--- Records provided Enclosed Below ---

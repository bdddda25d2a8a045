//! Administration
//!
//! Commands addressed to the console itself. They are submitted with the
//! administrative category and so are admitted ahead of queued work.

use serde::Serialize;
use std::collections::BTreeMap;

use super::{ToolContext, ToolOutput};
use crate::error::{Error, Result};
use crate::execution::ConsoleStatus;
use crate::models::{Command, Job, JobState, StructuredData};

/// Commands that may take the priority lane
const ADMIN_COMMANDS: &[&str] = &[
    "version",
    "help",
    "workspace",
    "db_status",
    "db_connect",
    "db_disconnect",
    "db_rebuild_cache",
    "jobs",
    "reload_all",
];

#[derive(Debug, Clone, Serialize)]
pub struct StatusReport {
    #[serde(flatten)]
    pub status: ConsoleStatus,
    pub queue_depth: usize,
    pub open_sessions: usize,
    pub running_jobs: usize,
}

#[derive(Debug, Clone, Serialize)]
pub struct JobListing {
    /// Jobs known to the registry, finished ones included
    pub tracked: Vec<Job>,
    /// Rows of the console's `jobs -l` table
    pub console: Vec<BTreeMap<String, String>>,
}

/// Run an administrative console command
pub async fn admin_command(ctx: &ToolContext, command: &str) -> Result<ToolOutput<StructuredData>> {
    ctx.admit()?;
    let text = ctx.command_text(command)?;
    if !is_admin_command(&text) {
        warn!(command = %text, "Refusing non-administrative command on the priority lane");
        return Err(Error::CommandRejected {
            command: text,
            reason: "not an administrative command".to_string(),
        });
    }
    let result = ctx.submit(Command::administrative(text)).await?;
    let data = result.structured_data().cloned();
    Ok(ToolOutput::from_result(&result, data, ctx.page_size()))
}

fn is_admin_command(text: &str) -> bool {
    let verb = text.split_whitespace().next().unwrap_or_default().to_lowercase();
    ADMIN_COMMANDS.contains(&verb.as_str())
}

/// Console health and statistics; does not touch the console
pub async fn console_status(ctx: &ToolContext) -> Result<StatusReport> {
    let registry = ctx.registry();
    let open_sessions = registry.sessions().await.iter().filter(|s| s.is_open()).count();
    let running_jobs = registry
        .jobs()
        .await
        .iter()
        .filter(|j| j.state == JobState::Running)
        .count();

    Ok(StatusReport {
        status: ctx.serializer().status(),
        queue_depth: ctx.serializer().queue_depth(),
        open_sessions,
        running_jobs,
    })
}

pub async fn list_jobs(ctx: &ToolContext) -> Result<ToolOutput<JobListing>> {
    ctx.admit()?;
    let text = ctx.command_text("jobs -l")?;
    let result = ctx.submit(Command::administrative(text)).await?;

    let console: Vec<BTreeMap<String, String>> = result
        .structured_data()
        .map(|data| {
            data.table_records()
                .into_iter()
                .map(|record| {
                    record
                        .into_iter()
                        .map(|(k, v)| (k.to_string(), v.to_string()))
                        .collect()
                })
                .collect()
        })
        .unwrap_or_default();

    let listing = JobListing {
        tracked: ctx.registry().jobs().await,
        console,
    };
    Ok(ToolOutput::from_result(&result, Some(listing), ctx.page_size()))
}
//! Console Tools
//!
//! Thin translators from a domain action to console commands. Each tool
//! builds category-appropriate [`Command`] values, submits them through the
//! serializer and shapes the [`OperationResult`] into its own output.

pub mod admin;
pub mod exploit;
pub mod search;
pub mod sessions;

use serde::Serialize;
use std::sync::Arc;
use std::time::Duration;

use crate::config::Config;
use crate::error::Result;
use crate::models::{Command, EntityRef, OperationError, OperationResult, OperationStatus};
use crate::policy::{CommandPolicy, RateLimiter};
use crate::registry::Registry;
use crate::serializer::RequestSerializer;
use crate::terminal::{paginate, Page};

pub use admin::{admin_command, console_status, list_jobs};
pub use exploit::{run_module, RunModuleRequest, RunModuleSummary};
pub use search::{search_modules, ModuleSummary, SearchPage, SearchRequest};
pub use sessions::{kill_session, list_sessions, session_command, SessionCommandRequest};

/// Shared handles every tool needs
pub struct ToolContext {
    serializer: Arc<RequestSerializer>,
    policy: CommandPolicy,
    limiter: RateLimiter,
    page_size: usize,
    query_base: Duration,
}

impl ToolContext {
    pub fn new(serializer: Arc<RequestSerializer>, config: &Config) -> Self {
        Self {
            serializer,
            policy: CommandPolicy::new(&config.policy),
            limiter: RateLimiter::from_config(&config.policy),
            page_size: config.output.page_size,
            query_base: config.timeouts.query.base(),
        }
    }

    /// Count one tool call against the rate limit
    pub fn admit(&self) -> Result<()> {
        self.limiter.check()
    }

    /// Policy-checked command text
    pub fn command_text(&self, text: &str) -> Result<String> {
        self.policy.check(text)
    }

    pub async fn submit(&self, command: Command) -> Result<OperationResult> {
        self.serializer.submit(command).await
    }

    pub fn serializer(&self) -> &Arc<RequestSerializer> {
        &self.serializer
    }

    pub fn registry(&self) -> Arc<Registry> {
        self.serializer.registry()
    }

    pub fn page_size(&self) -> usize {
        self.page_size
    }

    pub fn query_base(&self) -> Duration {
        self.query_base
    }
}

/// Tool result: the command outcome plus the tool's own view of it
#[derive(Debug, Clone, Serialize)]
pub struct ToolOutput<T> {
    pub status: OperationStatus,
    pub data: Option<T>,
    /// Console output, cut to the configured page size
    pub output: Page,
    pub error: Option<OperationError>,
    #[serde(rename = "elapsed_ms", with = "crate::models::duration_ms")]
    pub elapsed: Duration,
    pub correlated_entities: Vec<EntityRef>,
}

impl<T> ToolOutput<T> {
    pub fn from_result(result: &OperationResult, data: Option<T>, page_size: usize) -> Self {
        Self {
            status: result.status(),
            data,
            output: paginate(result.raw_output(), page_size),
            error: result.error().cloned(),
            elapsed: result.elapsed(),
            correlated_entities: result.correlated_entities().to_vec(),
        }
    }

    pub fn is_success(&self) -> bool {
        self.status == OperationStatus::Success
    }
}
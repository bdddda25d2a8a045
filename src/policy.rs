//! Command Policy
//!
//! Guards what callers may send to the console: a prefix allowlist, a
//! substring denylist, a length limit and a sliding-window rate limiter.
//! Tools enforce these before submitting; the core itself drives whatever
//! it is given.

use std::collections::VecDeque;
use std::sync::Mutex;
use std::time::Duration;
use tokio::time::Instant;

use crate::config::PolicyConfig;
use crate::error::{Error, Result};

/// Allow/deny rules for console commands
#[derive(Debug, Clone)]
pub struct CommandPolicy {
    allowlist: Vec<String>,
    denylist: Vec<String>,
    max_length: usize,
}

impl CommandPolicy {
    pub fn new(config: &PolicyConfig) -> Self {
        Self {
            allowlist: config.allowlist.iter().map(|p| p.to_lowercase()).collect(),
            denylist: config.denylist.iter().map(|p| p.to_lowercase()).collect(),
            max_length: config.max_command_length,
        }
    }

    /// Validate a command line, returning it with control characters removed
    pub fn check(&self, command: &str) -> Result<String> {
        let cleaned: String = command.chars().filter(|c| *c != '\0' && *c != '\r').collect();
        let trimmed = cleaned.trim();

        if trimmed.is_empty() {
            return Err(Error::EmptyCommand);
        }
        if trimmed.chars().count() > self.max_length {
            return Err(self.reject(trimmed, format!("longer than {} characters", self.max_length)));
        }
        if trimmed.contains('\n') {
            return Err(self.reject(trimmed, "contains a line break".to_string()));
        }

        let lower = trimmed.to_lowercase();
        if !self.allowlist.iter().any(|prefix| lower.starts_with(prefix.as_str())) {
            return Err(self.reject(trimmed, "not in allowlist".to_string()));
        }
        if let Some(bad) = self.denylist.iter().find(|bad| lower.contains(bad.as_str())) {
            return Err(self.reject(trimmed, format!("contains denied pattern '{}'", bad.trim())));
        }

        Ok(trimmed.to_string())
    }

    fn reject(&self, command: &str, reason: String) -> Error {
        warn!(command = %command, reason = %reason, "Command rejected by policy");
        Error::CommandRejected {
            command: command.to_string(),
            reason,
        }
    }
}

impl Default for CommandPolicy {
    fn default() -> Self {
        Self::new(&PolicyConfig::default())
    }
}

/// Sliding-window call limiter
#[derive(Debug)]
pub struct RateLimiter {
    max_calls: usize,
    window: Duration,
    calls: Mutex<VecDeque<Instant>>,
}

impl RateLimiter {
    pub fn new(max_calls: usize, window: Duration) -> Self {
        Self {
            max_calls,
            window,
            calls: Mutex::new(VecDeque::with_capacity(max_calls)),
        }
    }

    pub fn from_config(config: &PolicyConfig) -> Self {
        Self::new(
            config.rate_limit_max_calls,
            Duration::from_secs(config.rate_limit_window_secs),
        )
    }

    /// Record a call if the window has room for it
    pub fn allow(&self) -> bool {
        let now = Instant::now();
        let mut calls = self.calls.lock().unwrap_or_else(|poisoned| poisoned.into_inner());
        while calls
            .front()
            .is_some_and(|&first| now.duration_since(first) > self.window)
        {
            calls.pop_front();
        }
        if calls.len() >= self.max_calls {
            return false;
        }
        calls.push_back(now);
        true
    }

    /// Like [`allow`](Self::allow), as an error
    pub fn check(&self) -> Result<()> {
        if self.allow() {
            Ok(())
        } else {
            warn!(max_calls = self.max_calls, "Rate limit exceeded");
            Err(Error::RateLimited {
                max_calls: self.max_calls,
                window: self.window,
            })
        }
    }
}
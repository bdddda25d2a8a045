//! Scripted console for driving the core without a real process
//!
//! Every launched console plays its banner, then answers each written line
//! with the steps the responder returns for it. Steps run on a tokio task
//! so `Sleep` works with paused time.

#![allow(dead_code)]

use async_trait::async_trait;
use std::sync::atomic::{AtomicBool, AtomicUsize, Ordering};
use std::sync::{Arc, Mutex};
use std::time::Duration;
use tokio::sync::mpsc::{unbounded_channel, UnboundedReceiver, UnboundedSender};

use consolepilot::error::{Error, Result};
use consolepilot::pty::{ConsoleLauncher, ConsoleTransport};

pub const PROMPT: &str = "msf6 > ";
/// Quit command the supervisor sends on shutdown
pub const QUIT: &str = "exit -y";

/// One scripted action of the fake console
#[derive(Debug, Clone)]
pub enum Step {
    /// Write text to the console's output
    Emit(String),
    Sleep(Duration),
    /// The process dies
    Exit,
}

pub fn emit(text: impl Into<String>) -> Step {
    Step::Emit(text.into())
}

/// Output lines followed by the prompt
pub fn reply(text: &str) -> Vec<Step> {
    let mut body = String::new();
    for line in text.lines() {
        body.push_str(line);
        body.push_str("\r\n");
    }
    vec![emit(body), emit(PROMPT)]
}

/// Answer for a command line; the second argument is the 1-based launch number
pub type Responder = Arc<dyn Fn(&str, usize) -> Vec<Step> + Send + Sync>;

type OutputSlot = Arc<Mutex<Option<UnboundedSender<Vec<u8>>>>>;

pub struct MockLauncher {
    responder: Responder,
    banner: Vec<Step>,
    echo: bool,
    launches: AtomicUsize,
    written: Arc<Mutex<Vec<String>>>,
    live: Arc<Mutex<Vec<(OutputSlot, Arc<AtomicBool>)>>>,
}

impl MockLauncher {
    pub fn new<F>(responder: F) -> Self
    where
        F: Fn(&str, usize) -> Vec<Step> + Send + Sync + 'static,
    {
        Self {
            responder: Arc::new(responder),
            banner: vec![emit("       =[ metasploit v6.3.4-dev ]\r\n\r\n"), emit(PROMPT)],
            echo: false,
            launches: AtomicUsize::new(0),
            written: Arc::new(Mutex::new(Vec::new())),
            live: Arc::new(Mutex::new(Vec::new())),
        }
    }

    pub fn with_banner(mut self, banner: Vec<Step>) -> Self {
        self.banner = banner;
        self
    }

    /// Echo every written line back like a terminal would
    pub fn with_echo(mut self) -> Self {
        self.echo = true;
        self
    }

    pub fn launches(&self) -> usize {
        self.launches.load(Ordering::SeqCst)
    }

    /// Every command line written, across all launched consoles
    pub fn written(&self) -> Vec<String> {
        self.written.lock().unwrap().clone()
    }

    /// Kill the most recently launched console
    pub fn kill_current(&self) {
        if let Some((slot, alive)) = self.live.lock().unwrap().last() {
            alive.store(false, Ordering::SeqCst);
            slot.lock().unwrap().take();
        }
    }
}

#[async_trait]
impl ConsoleLauncher for MockLauncher {
    async fn launch(&self) -> Result<Box<dyn ConsoleTransport>> {
        let generation = self.launches.fetch_add(1, Ordering::SeqCst) + 1;
        let (tx, rx) = unbounded_channel();
        let slot: OutputSlot = Arc::new(Mutex::new(Some(tx)));
        let alive = Arc::new(AtomicBool::new(true));
        self.live
            .lock()
            .unwrap()
            .push((Arc::clone(&slot), Arc::clone(&alive)));

        play(self.banner.clone(), Arc::clone(&slot), Arc::clone(&alive));

        Ok(Box::new(MockConsole {
            generation,
            responder: Arc::clone(&self.responder),
            echo: self.echo,
            written: Arc::clone(&self.written),
            slot,
            alive,
            rx,
        }))
    }
}

fn play(steps: Vec<Step>, slot: OutputSlot, alive: Arc<AtomicBool>) {
    tokio::spawn(async move {
        for step in steps {
            match step {
                Step::Emit(text) => {
                    if let Some(tx) = slot.lock().unwrap().as_ref() {
                        let _ = tx.send(text.into_bytes());
                    }
                }
                Step::Sleep(duration) => tokio::time::sleep(duration).await,
                Step::Exit => {
                    alive.store(false, Ordering::SeqCst);
                    slot.lock().unwrap().take();
                    return;
                }
            }
        }
    });
}

pub struct MockConsole {
    generation: usize,
    responder: Responder,
    echo: bool,
    written: Arc<Mutex<Vec<String>>>,
    slot: OutputSlot,
    alive: Arc<AtomicBool>,
    rx: UnboundedReceiver<Vec<u8>>,
}

#[async_trait]
impl ConsoleTransport for MockConsole {
    fn pid(&self) -> Option<u32> {
        Some(40_000 + self.generation as u32)
    }

    fn is_alive(&mut self) -> bool {
        self.alive.load(Ordering::SeqCst)
    }

    async fn write(&mut self, data: &[u8]) -> Result<()> {
        if !self.is_alive() {
            return Err(Error::PtyInputSendFailed {
                reason: "console exited".to_string(),
            });
        }

        let text = String::from_utf8_lossy(data).to_string();
        for line in text.lines() {
            let line = line.trim_end_matches('\r').to_string();
            self.written.lock().unwrap().push(line.clone());

            let mut steps = Vec::new();
            if self.echo {
                steps.push(emit(format!("{}\r\n", line)));
            }
            if line == QUIT {
                steps.push(Step::Exit);
            } else {
                steps.extend((self.responder)(&line, self.generation));
            }
            play(steps, Arc::clone(&self.slot), Arc::clone(&self.alive));
        }
        Ok(())
    }

    async fn read(&mut self) -> Option<Vec<u8>> {
        self.rx.recv().await
    }

    fn try_read(&mut self) -> Option<Vec<u8>> {
        self.rx.try_recv().ok()
    }

    async fn terminate(&mut self, _grace: Duration) -> Result<()> {
        self.alive.store(false, Ordering::SeqCst);
        self.slot.lock().unwrap().take();
        Ok(())
    }
}
//! Contract Tests for Console Process Lifecycle
//!
//! Contract: the supervisor starts a console only once its prompt is seen,
//! reports a console that never gets there as `StartupTimeout`, restarts a
//! bounded number of times and always sends the quit command on shutdown.

#[path = "../test_utils/mod.rs"]
mod test_utils;

use std::sync::Arc;
use std::time::Duration;

use consolepilot::config::SupervisorConfig;
use consolepilot::error::Error;
use consolepilot::terminal::PromptDetector;
use consolepilot::ProcessSupervisor;
use test_utils::{emit, reply, MockLauncher, Step, PROMPT};
use tokio_test::{assert_err, assert_ok};

fn supervisor_config() -> SupervisorConfig {
    SupervisorConfig {
        startup_timeout_secs: 10,
        max_restarts: 2,
        shutdown_grace_ms: 200,
        quit_command: "exit -y".to_string(),
    }
}

fn supervisor(launcher: Arc<MockLauncher>) -> ProcessSupervisor {
    ProcessSupervisor::new(launcher, PromptDetector::new(), supervisor_config())
}

#[tokio::test]
async fn test_start_waits_for_prompt() {
    let launcher = Arc::new(MockLauncher::new(|line, _| reply(line)).with_banner(vec![
        emit("\x1b[4m       =[ metasploit v6.3.4-dev ]\x1b[0m\r\n"),
        emit("+ -- --=[ 2376 exploits - 1232 auxiliary - 416 post ]\r\n\r\n"),
        emit("msf"),
        emit("6 > "),
    ]));
    let mut supervisor = supervisor(Arc::clone(&launcher));

    assert!(!supervisor.is_healthy());
    let generation = assert_ok!(supervisor.start().await);

    assert_eq!(generation, 1);
    let state = supervisor.state();
    assert!(state.is_alive);
    assert_eq!(state.pid, Some(40_001));
    assert_eq!(state.last_prompt_seen, PROMPT);
    assert_eq!(state.restart_count, 0);
    assert!(state.started_at.is_some());
    assert!(supervisor.is_healthy());
}

#[tokio::test(start_paused = true)]
async fn test_silent_console_times_out() {
    let launcher = Arc::new(
        MockLauncher::new(|line, _| reply(line))
            .with_banner(vec![emit("[*] Starting the Metasploit Framework console...\r\n"), emit("|")]),
    );
    let mut supervisor = supervisor(launcher);

    let started = tokio::time::Instant::now();
    let error = supervisor.start().await.unwrap_err();

    assert!(started.elapsed() >= Duration::from_secs(10));
    match error {
        Error::StartupTimeout { timeout, captured } => {
            assert_eq!(timeout, Duration::from_secs(10));
            assert!(captured.contains("Starting the Metasploit Framework console"));
            assert!(captured.ends_with('|'));
        }
        other => panic!("expected StartupTimeout, got {:?}", other),
    }
    assert!(!supervisor.state().has_started());
}

#[tokio::test]
async fn test_console_exiting_at_startup() {
    let launcher = Arc::new(
        MockLauncher::new(|line, _| reply(line))
            .with_banner(vec![emit("/usr/bin/msfconsole: not found\r\n"), Step::Exit]),
    );
    let mut supervisor = supervisor(launcher);

    let error = assert_err!(supervisor.start().await);
    assert!(error.is_fatal());
    assert!(matches!(error, Error::StartupTimeout { .. }));
}

#[tokio::test]
async fn test_restart_is_bounded() {
    let launcher = Arc::new(MockLauncher::new(|line, _| reply(line)));
    let mut supervisor = supervisor(Arc::clone(&launcher));
    supervisor.start().await.unwrap();

    assert_eq!(supervisor.restart().await.unwrap(), 2);
    assert_eq!(supervisor.restart().await.unwrap(), 3);
    assert_eq!(supervisor.state().restart_count, 2);

    let error = assert_err!(supervisor.restart().await);
    assert!(matches!(
        error,
        Error::RestartLimitExceeded {
            restarts: 2,
            limit: 2
        }
    ));
    assert_eq!(launcher.launches(), 3);
    assert!(supervisor.is_healthy());
}

#[tokio::test]
async fn test_shutdown_sends_quit_command() {
    let launcher = Arc::new(MockLauncher::new(|line, _| reply(line)));
    let mut supervisor = supervisor(Arc::clone(&launcher));
    supervisor.start().await.unwrap();

    supervisor.shutdown().await.unwrap();

    assert_eq!(launcher.written(), vec!["exit -y"]);
    assert!(!supervisor.state().is_alive);
    assert!(supervisor.state().terminated_at.is_some());
    assert!(!supervisor.is_healthy());

    // A second shutdown has nothing left to stop
    supervisor.shutdown().await.unwrap();
    assert_eq!(launcher.written().len(), 1);
}

#[tokio::test(start_paused = true)]
async fn test_shutdown_kills_console_ignoring_quit() {
    // Quit is answered but the process never exits on its own
    let launcher = Arc::new(MockLauncher::new(|_, _| vec![emit("[*] still here\r\n")]));
    let mut supervisor = ProcessSupervisor::new(
        Arc::clone(&launcher) as Arc<dyn consolepilot::ConsoleLauncher>,
        PromptDetector::new(),
        SupervisorConfig {
            quit_command: "quit".to_string(),
            ..supervisor_config()
        },
    );
    supervisor.start().await.unwrap();

    let started = tokio::time::Instant::now();
    supervisor.shutdown().await.unwrap();

    assert!(started.elapsed() >= Duration::from_millis(200));
    assert_eq!(launcher.written(), vec!["quit"]);
    assert!(!supervisor.state().is_alive);
}

#[tokio::test]
async fn test_send_before_start() {
    let launcher = Arc::new(MockLauncher::new(|line, _| reply(line)));
    let mut supervisor = supervisor(launcher);

    assert!(matches!(
        supervisor.send(b"version\n").await,
        Err(Error::ConsoleNotStarted)
    ));
}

--- End of Enclosed Records provided ---

• **Work required**
Identify each line of the material where the word "true" shows up, and copy it.

• **Output for this task**
        true
        self.echo = true;
        let alive = Arc::new(AtomicBool::new(true));
#[tokio::test(start_paused = true)]
#[tokio::test(start_paused = true)]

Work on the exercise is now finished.